## What you will do
How many lines within the records include the word "Browsing"? Only that number should be given.

Excerpted records below:

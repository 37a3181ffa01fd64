pub mod active_token;
pub mod config;
pub mod debounce;
pub mod error;
pub mod freshness;
pub mod orchestrator;
pub mod session;
pub mod state_machine;
pub mod user_lock;

pub use active_token::*;
pub use config::*;
pub use debounce::*;
pub use error::*;
pub use freshness::*;
pub use orchestrator::*;
pub use session::*;
pub use state_machine::{
    transition, ConversationContext, ConversationEvent, ConversationState, Effect, Transition,
    TransitionRules,
};
pub use user_lock::*;
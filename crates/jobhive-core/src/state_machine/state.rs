use std::fmt;

use chrono::{DateTime, Utc};
use jobhive_schema::{RequestId, UserId};
use serde::{Deserialize, Serialize};
use uuid::Uuid;

#[derive(Debug, Clone, Copy, PartialEq, Eq, Hash, Default, Serialize, Deserialize)]
#[serde(rename_all = "camelCase")]
pub enum ConversationState {
    #[default]
    Idle,
    Welcomed,
    AwaitingJobTitle,
    SearchingJobs,
    DisplayingResults,
    Browsing,
}

impl ConversationState {
    pub fn as_str(&self) -> &'static str {
        match self {
            ConversationState::Idle => "idle",
            ConversationState::Welcomed => "welcomed",
            ConversationState::AwaitingJobTitle => "awaitingJobTitle",
            ConversationState::SearchingJobs => "searchingJobs",
            ConversationState::DisplayingResults => "displayingResults",
            ConversationState::Browsing => "browsing",
        }
    }

    /// States in which free text is read as a job title or a pagination request.
    pub fn accepts_queries(&self) -> bool {
        matches!(
            self,
            ConversationState::AwaitingJobTitle
                | ConversationState::DisplayingResults
                | ConversationState::Browsing
        )
    }
}

impl fmt::Display for ConversationState {
    fn fmt(&self, f: &mut fmt::Formatter<'_>) -> fmt::Result {
        f.write_str(self.as_str())
    }
}

/// Durable per-user conversation payload.
#[derive(Debug, Clone, PartialEq, Serialize, Deserialize)]
#[serde(rename_all = "camelCase")]
pub struct ConversationContext {
    pub user_id: UserId,
    pub session_id: String,
    pub current_state: ConversationState,
    #[serde(default)]
    pub welcome_sent_at: Option<DateTime<Utc>>,
    #[serde(default)]
    pub last_query: Option<String>,
    #[serde(default)]
    pub last_offset: Option<u32>,
    #[serde(default)]
    pub latest_request_id: Option<RequestId>,
    pub last_message_at: DateTime<Utc>,
    pub created_at: DateTime<Utc>,
}

impl ConversationContext {
    /// Fresh session: new `session_id`, `idle`, nothing sent or searched yet.
    pub fn new(user_id: UserId, now: DateTime<Utc>) -> Self {
        Self {
            user_id,
            session_id: Uuid::new_v4().to_string(),
            current_state: ConversationState::Idle,
            welcome_sent_at: None,
            last_query: None,
            last_offset: None,
            latest_request_id: None,
            last_message_at: now,
            created_at: now,
        }
    }

    pub fn welcome_already_sent(&self) -> bool {
        self.welcome_sent_at.is_some()
    }

    pub(crate) fn reset_to_idle(&mut self) {
        self.current_state = ConversationState::Idle;
        self.welcome_sent_at = None;
        self.last_query = None;
        self.last_offset = None;
        self.latest_request_id = None;
    }
}
use std::time::Duration;

use anyhow::Result;
use async_trait::async_trait;

/// A keyed store whose entries vanish after their TTL.
///
/// Single-key operations are atomic. Nothing here serializes a
/// read-modify-write across two calls; callers that need that must do it
/// themselves.
#[async_trait]
pub trait KeyValueStore: Send + Sync {
    /// Returns the value if present and not expired.
    async fn get(&self, key: &str) -> Result<Option<String>>;

    /// Inserts or replaces the value and resets its TTL to `ttl`.
    async fn set(&self, key: &str, value: &str, ttl: Duration) -> Result<()>;

    /// Returns `true` if a live entry was removed.
    async fn delete(&self, key: &str) -> Result<bool>;

    /// Remaining lifetime of a live entry.
    async fn ttl(&self, key: &str) -> Result<Option<Duration>>;

    /// Physically drops expired entries; returns how many were removed.
    async fn purge_expired(&self) -> Result<usize>;
}
use serde::{Deserialize, Serialize};

/// Something the caller must do after a transition. The state machine only
/// decides; sending and searching belong to other subsystems.
#[derive(Debug, Clone, PartialEq, Eq, Serialize, Deserialize)]
#[serde(tag = "type", rename_all = "snake_case")]
pub enum Effect {
    SendWelcome,
    AskForJobTitle,
    StartSearch { query: String, offset: u32 },
    FetchNextPage { query: String, offset: u32 },
}

impl Effect {
    /// Effects that start asynchronous downstream work and therefore need a
    /// request id for the freshness check.
    pub fn triggers_search(&self) -> bool {
        matches!(self, Effect::StartSearch { .. } | Effect::FetchNextPage { .. })
    }
}
use std::collections::HashSet;

use anyhow::Result;
use rusqlite::Connection;

type Migration = (i64, &'static str);

fn migrations() -> Vec<Migration> {
    vec![(
        1,
        r#"
        CREATE TABLE IF NOT EXISTS kv_entries (
            key TEXT PRIMARY KEY,
            value TEXT NOT NULL,
            expires_at_ms INTEGER NOT NULL,
            updated_at TEXT NOT NULL
        );

        CREATE INDEX IF NOT EXISTS idx_kv_entries_expires ON kv_entries(expires_at_ms);
        "#,
    )]
}

pub fn run_migrations(conn: &Connection) -> Result<()> {
    conn.execute_batch(
        r#"
        CREATE TABLE IF NOT EXISTS __schema_version (
            version INTEGER PRIMARY KEY,
            applied_at TEXT NOT NULL DEFAULT (datetime('now'))
        );
        "#,
    )?;

    let mut stmt = conn.prepare("SELECT version FROM __schema_version")?;
    let rows = stmt.query_map([], |row| row.get::<_, i64>(0))?;
    let mut applied = HashSet::new();
    for row in rows {
        applied.insert(row?);
    }

    for (version, sql) in migrations() {
        if applied.contains(&version) {
            continue;
        }

        let tx = conn.unchecked_transaction()?;
        tx.execute_batch(sql)?;
        tx.execute(
            "INSERT INTO __schema_version(version, applied_at) VALUES (?1, datetime('now'))",
            [version],
        )?;
        tx.commit()?;
        tracing::debug!(version, "applied kv store migration");
    }

    Ok(())
}

#[cfg(test)]
mod tests {
    use super::*;

    #[test]
    fn migrations_are_idempotent() {
        let conn = Connection::open_in_memory().unwrap();
        run_migrations(&conn).unwrap();
        run_migrations(&conn).unwrap();

        let versions: i64 = conn
            .query_row("SELECT COUNT(1) FROM __schema_version", [], |row| row.get(0))
            .unwrap();
        assert_eq!(versions, 1);
    }
}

End of Excerpted records.

## Solution for this problem
3